Your instructions →
Exact transcription of the records is required.

(Stored data)
—————

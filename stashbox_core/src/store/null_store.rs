use super::{Store, WriteOptions};
use crate::{Blob, Entry};
use anyhow::Result;
use regex::Regex;

/// A store that keeps nothing.
///
/// Writes are accepted and discarded, reads always miss, deletes never remove
/// anything and counters never exist. Use it to switch caching off without
/// touching the calling code.
#[derive(Clone, Copy, Debug, Default)]
pub struct NullStore;

impl NullStore {
	#[must_use]
	pub fn new() -> Self {
		Self
	}
}

impl Store for NullStore {
	fn write(&self, _key: &str, _value: &Blob, _options: &WriteOptions) -> Result<bool> {
		Ok(true)
	}

	fn read(&self, _key: &str) -> Result<Entry> {
		Ok(Entry::Absent)
	}

	fn delete(&self, _key: &str) -> Result<bool> {
		Ok(false)
	}

	fn delete_matched_under(&self, _prefix: &str, _pattern: &Regex) -> Result<()> {
		Ok(())
	}

	fn increment(&self, _key: &str, _amount: i64) -> Result<Option<i64>> {
		Ok(None)
	}

	fn decrement(&self, _key: &str, _amount: i64) -> Result<Option<i64>> {
		Ok(None)
	}

	fn clear(&self) -> Result<()> {
		Ok(())
	}

	fn cleanup(&self) -> Result<()> {
		Ok(())
	}
}
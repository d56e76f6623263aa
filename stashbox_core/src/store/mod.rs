//! The store contract and the built-in backends.
//!
//! Every backend implements [`Store`]. [`Backend`] is the closed set of
//! variants chosen at configuration time; custom stores plug in through
//! [`Backend::Custom`].

mod backend;
mod memory_store;
mod null_store;

pub use backend::Backend;
pub use memory_store::MemoryStore;
pub use null_store::NullStore;

use crate::{Blob, Entry};
use anyhow::Result;
use regex::Regex;
use std::{collections::HashMap, fmt::Debug};

/// Options accepted by [`Store::write`].
#[derive(Clone, Copy, Debug, Default, PartialEq, Eq)]
pub struct WriteOptions {
	/// Store the bytes verbatim. Only raw decimal values can be incremented.
	pub raw: bool,
	/// Refuse the write (and return `false`) if the key already holds a value.
	pub unless_exist: bool,
}

impl WriteOptions {
	#[must_use]
	pub fn raw() -> Self {
		Self {
			raw: true,
			..Self::default()
		}
	}

	#[must_use]
	pub fn unless_exist() -> Self {
		Self {
			unless_exist: true,
			..Self::default()
		}
	}
}

/// The operations every cache backend provides.
///
/// A miss is never an error: it is reported as [`Entry::Absent`]. Errors are
/// reserved for backend failures and are returned to the caller untouched.
pub trait Store: Debug + Send + Sync {
	/// Stores `value` under `key`. Returns whether the write was accepted,
	/// which does not imply the value was retained.
	fn write(&self, key: &str, value: &Blob, options: &WriteOptions) -> Result<bool>;

	fn read(&self, key: &str) -> Result<Entry>;

	/// Removes `key`. Returns whether something was actually removed.
	fn delete(&self, key: &str) -> Result<bool>;

	/// Removes every key that starts with `prefix` and whose remainder is matched by `pattern`.
	fn delete_matched_under(&self, prefix: &str, pattern: &Regex) -> Result<()>;

	/// Removes every key matched by `pattern`.
	fn delete_matched(&self, pattern: &Regex) -> Result<()> {
		self.delete_matched_under("", pattern)
	}

	/// Adds `amount` to the raw numeric value under `key` and returns the new value,
	/// or `None` if the store cannot increment that key.
	fn increment(&self, key: &str, amount: i64) -> Result<Option<i64>>;

	fn decrement(&self, key: &str, amount: i64) -> Result<Option<i64>>;

	/// Removes all entries.
	fn clear(&self) -> Result<()>;

	/// Backend-specific maintenance.
	fn cleanup(&self) -> Result<()>;

	/// Reads several keys at once. The result contains every requested key.
	fn read_multi(&self, keys: &[&str]) -> Result<HashMap<String, Entry>> {
		let mut entries = HashMap::with_capacity(keys.len());
		for key in keys {
			entries.insert((*key).to_string(), self.read(key)?);
		}
		Ok(entries)
	}

	fn exists(&self, key: &str) -> Result<bool> {
		Ok(self.read(key)?.is_present())
	}

	/// Writes every pair, returning `true` only if all writes were accepted.
	fn write_multi(&self, entries: &[(&str, Blob)], options: &WriteOptions) -> Result<bool> {
		let mut all = true;
		for (key, value) in entries {
			all &= self.write(key, value, options)?;
		}
		Ok(all)
	}

	/// Deletes every key, returning how many were actually removed.
	fn delete_multi(&self, keys: &[&str]) -> Result<usize> {
		let mut removed = 0;
		for key in keys {
			if self.delete(key)? {
				removed += 1;
			}
		}
		Ok(removed)
	}
}

/// Panics if `entries` does not contain every key in `keys`.
///
/// A store dropping keys from [`Store::read_multi`] is a defect in that store,
/// not a condition callers can recover from.
pub(crate) fn assert_total<S: Debug + ?Sized>(store: &S, keys: &[&str], entries: &HashMap<String, Entry>) {
	for key in keys {
		assert!(
			entries.contains_key(*key),
			"store {store:?} omitted key {key:?} from read_multi"
		);
	}
}

#[cfg(test)]
mod tests {
	use super::*;
	use crate::test_utils::RecordingStore;

	#[derive(Debug)]
	struct LossyStore;

	impl Store for LossyStore {
		fn write(&self, _: &str, _: &Blob, _: &WriteOptions) -> Result<bool> {
			Ok(true)
		}
		fn read(&self, _: &str) -> Result<Entry> {
			Ok(Entry::Absent)
		}
		fn delete(&self, _: &str) -> Result<bool> {
			Ok(false)
		}
		fn delete_matched_under(&self, _: &str, _: &Regex) -> Result<()> {
			Ok(())
		}
		fn increment(&self, _: &str, _: i64) -> Result<Option<i64>> {
			Ok(None)
		}
		fn decrement(&self, _: &str, _: i64) -> Result<Option<i64>> {
			Ok(None)
		}
		fn clear(&self) -> Result<()> {
			Ok(())
		}
		fn cleanup(&self) -> Result<()> {
			Ok(())
		}
		fn read_multi(&self, _: &[&str]) -> Result<HashMap<String, Entry>> {
			Ok(HashMap::new())
		}
	}

	#[test]
	fn write_options_constructors() {
		assert!(WriteOptions::raw().raw);
		assert!(!WriteOptions::raw().unless_exist);
		assert!(WriteOptions::unless_exist().unless_exist);
		assert_eq!(WriteOptions::default(), WriteOptions { raw: false, unless_exist: false });
	}

	#[test]
	fn provided_multi_operations() -> Result<()> {
		let store = RecordingStore::memory();
		let entries = [("a", Blob::from("1")), ("b", Blob::from("2"))];
		assert!(store.write_multi(&entries, &WriteOptions::default())?);
		assert!(store.exists("a")?);
		assert!(!store.exists("c")?);

		let read = store.read_multi(&["a", "c"])?;
		assert_eq!(read.len(), 2);
		assert_eq!(read["a"], Entry::Present(Blob::from("1")));
		assert_eq!(read["c"], Entry::Absent);

		assert_eq!(store.delete_multi(&["a", "b", "c"])?, 2);
		assert!(!store.exists("b")?);
		Ok(())
	}

	#[test]
	fn write_multi_reports_partial_refusal() -> Result<()> {
		let store = RecordingStore::memory();
		store.write("a", &Blob::from("old"), &WriteOptions::default())?;
		let entries = [("a", Blob::from("new")), ("b", Blob::from("2"))];
		assert!(!store.write_multi(&entries, &WriteOptions::unless_exist())?);
		assert_eq!(store.read("a")?, Entry::Present(Blob::from("old")));
		assert_eq!(store.read("b")?, Entry::Present(Blob::from("2")));
		Ok(())
	}

	#[test]
	#[should_panic(expected = "omitted key \"name\"")]
	fn assert_total_catches_dropped_keys() {
		let store = LossyStore;
		let entries = store.read_multi(&["name"]).unwrap();
		assert_total(&store, &["name"], &entries);
	}
}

—————

Solution to this task →
filename stashbox_core/src/store/null_store.rs
use super::{Store, WriteOptions};
use crate::{Blob, Entry};
use anyhow::Result;
use regex::Regex;

/// A store that keeps nothing.
///
/// Writes are accepted and discarded, reads always miss, deletes never remove
/// anything and counters never exist. Use it to switch caching off without
/// touching the calling code.
#[derive(Clone, Copy, Debug, Default)]
pub struct NullStore;

impl NullStore {
	#[must_use]
	pub fn new() -> Self {
		Self
	}
}

impl Store for NullStore {
	fn write(&self, _key: &str, _value: &Blob, _options: &WriteOptions) -> Result<bool> {
		Ok(true)
	}

	fn read(&self, _key: &str) -> Result<Entry> {
		Ok(Entry::Absent)
	}

	fn delete(&self, _key: &str) -> Result<bool> {
		Ok(false)
	}

	fn delete_matched_under(&self, _prefix: &str, _pattern: &Regex) -> Result<()> {
		Ok(())
	}

	fn increment(&self, _key: &str, _amount: i64) -> Result<Option<i64>> {
		Ok(None)
	}

	fn decrement(&self, _key: &str, _amount: i64) -> Result<Option<i64>> {
		Ok(None)
	}

	fn clear(&self) -> Result<()> {
		Ok(())
	}

	fn cleanup(&self) -> Result<()> {
		Ok(())
	}
}
repository d56e76f6623263aa
filename stashbox_core/src/store/mod.rs
//! The store contract and the built-in backends.
//!
//! Every backend implements [`Store`]. [`Backend`] is the closed set of
//! variants chosen at configuration time; custom stores plug in through
//! [`Backend::Custom`].

mod backend;
mod memory_store;
mod null_store;

pub use backend::Backend;
pub use memory_store::MemoryStore;
pub use null_store::NullStore;

use crate::{Blob, Entry};
use anyhow::Result;
use regex::Regex;
use std::{collections::HashMap, fmt::Debug};

/// Options accepted by [`Store::write`].
#[derive(Clone, Copy, Debug, Default, PartialEq, Eq)]
pub struct WriteOptions {
	/// Store the bytes verbatim. Only raw decimal values can be incremented.
	pub raw: bool,
	/// Refuse the write (and return `false`) if the key already holds a value.
	pub unless_exist: bool,
}

impl WriteOptions {
	#[must_use]
	pub fn raw() -> Self {
		Self {
			raw: true,
			..Self::default()
		}
	}

	#[must_use]
	pub fn unless_exist() -> Self {
		Self {
			unless_exist: true,
			..Self::default()
		}
	}
}

/// The operations every cache backend provides.
///
/// A miss is never an error: it is reported as [`Entry::Absent`]. Errors are
/// reserved for backend failures and are returned to the caller untouched.
pub trait Store: Debug + Send + Sync {
	/// Stores `value` under `key`. Returns whether the write was accepted,
	/// which does not imply the value was retained.
	fn write(&self, key: &str, value: &Blob, options: &WriteOptions) -> Result<bool>;

	fn read(&self, key: &str) -> Result<Entry>;

	/// Removes `key`. Returns whether something was actually removed.
	fn delete(&self, key: &str) -> Result<bool>;

	/// Removes every key that starts with `prefix` and whose remainder is matched by `pattern`.
	fn delete_matched_under(&self, prefix: &str, pattern: &Regex) -> Result<()>;

	/// Removes every key matched by `pattern`.
	fn delete_matched(&self, pattern: &Regex) -> Result<()> {
		self.delete_matched_under("", pattern)
	}

	/// Adds `amount` to the raw numeric value under `key` and returns the new value,
	/// or `None` if the store cannot increment that key.
	fn increment(&self, key: &str, amount: i64) -> Result<Option<i64>>;

	fn decrement(&self, key: &str, amount: i64) -> Result<Option<i64>>;

	/// Removes all entries.
	fn clear(&self) -> Result<()>;

	/// Backend-specific maintenance.
	fn cleanup(&self) -> Result<()>;

	/// Reads several keys at once. The result contains every requested key.
	fn read_multi(&self, keys: &[&str]) -> Result<HashMap<String, Entry>> {
		let mut entries = HashMap::with_capacity(keys.len());
		for key in keys {
			entries.insert((*key).to_string(), self.read(key)?);
		}
		Ok(entries)
	}

	fn exists(&self, key: &str) -> Result<bool> {
		Ok(self.read(key)?.is_present())
	}

	/// Writes every pair, returning `true` only if all writes were accepted.
	fn write_multi(&self, entries: &[(&str, Blob)], options: &WriteOptions) -> Result<bool> {
		let mut all = true;
		for (key, value) in entries {
			all &= self.write(key, value, options)?;
		}
		Ok(all)
	}

	/// Deletes every key, returning how many were actually removed.
	fn delete_multi(&self, keys: &[&str]) -> Result<usize> {
		let mut removed = 0;
		for key in keys {
			if self.delete(key)? {
				removed += 1;
			}
		}
		Ok(removed)
	}
}

/// Panics if `entries` does not contain every key in `keys`.
///
/// A store dropping keys from [`Store::read_multi`] is a defect in that store,
/// not a condition callers can recover from.
pub(crate) fn assert_total<S: Debug + ?Sized>(store: &S, keys: &[&str], entries: &HashMap<String, Entry>) {
	for key in keys {
		assert!(
			entries.contains_key(*key),
			"store {store:?} omitted key {key:?} from read_multi"
		);
	}
}

#[cfg(test)]
mod tests {
	use super::*;
	use crate::test_utils::RecordingStore;

	#[derive(Debug)]
	struct LossyStore;

	impl Store for LossyStore {
		fn write(&self, _: &str, _: &Blob, _: &WriteOptions) -> Result<bool> {
			Ok(true)
		}
		fn read(&self, _: &str) -> Result<Entry> {
			Ok(Entry::Absent)
		}
		fn delete(&self, _: &str) -> Result<bool> {
			Ok(false)
		}
		fn delete_matched_under(&self, _: &str, _: &Regex) -> Result<()> {
			Ok(())
		}
		fn increment(&self, _: &str, _: i64) -> Result<Option<i64>> {
			Ok(None)
		}
		fn decrement(&self, _: &str, _: i64) -> Result<Option<i64>> {
			Ok(None)
		}
		fn clear(&self) -> Result<()> {
			Ok(())
		}
		fn cleanup(&self) -> Result<()> {
			Ok(())
		}
		fn read_multi(&self, _: &[&str]) -> Result<HashMap<String, Entry>> {
			Ok(HashMap::new())
		}
	}

	#[test]
	fn write_options_constructors() {
		assert!(WriteOptions::raw().raw);
		assert!(!WriteOptions::raw().unless_exist);
		assert!(WriteOptions::unless_exist().unless_exist);
		assert_eq!(WriteOptions::default(), WriteOptions { raw: false, unless_exist: false });
	}

	#[test]
	fn provided_multi_operations() -> Result<()> {
		let store = RecordingStore::memory();
		let entries = [("a", Blob::from("1")), ("b", Blob::from("2"))];
		assert!(store.write_multi(&entries, &WriteOptions::default())?);
		assert!(store.exists("a")?);
		assert!(!store.exists("c")?);

		let read = store.read_multi(&["a", "c"])?;
		assert_eq!(read.len(), 2);
		assert_eq!(read["a"], Entry::Present(Blob::from("1")));
		assert_eq!(read["c"], Entry::Absent);

		assert_eq!(store.delete_multi(&["a", "b", "c"])?, 2);
		assert!(!store.exists("b")?);
		Ok(())
	}

	#[test]
	fn write_multi_reports_partial_refusal() -> Result<()> {
		let store = RecordingStore::memory();
		store.write("a", &Blob::from("old"), &WriteOptions::default())?;
		let entries = [("a", Blob::from("new")), ("b", Blob::from("2"))];
		assert!(!store.write_multi(&entries, &WriteOptions::unless_exist())?);
		assert_eq!(store.read("a")?, Entry::Present(Blob::from("old")));
		assert_eq!(store.read("b")?, Entry::Present(Blob::from("2")));
		Ok(())
	}

	#[test]
	#[should_panic(expected = "omitted key \"name\"")]
	fn assert_total_catches_dropped_keys() {
		let store = LossyStore;
		let entries = store.read_multi(&["name"]).unwrap();
		assert_total(&store, &["name"], &entries);
	}
}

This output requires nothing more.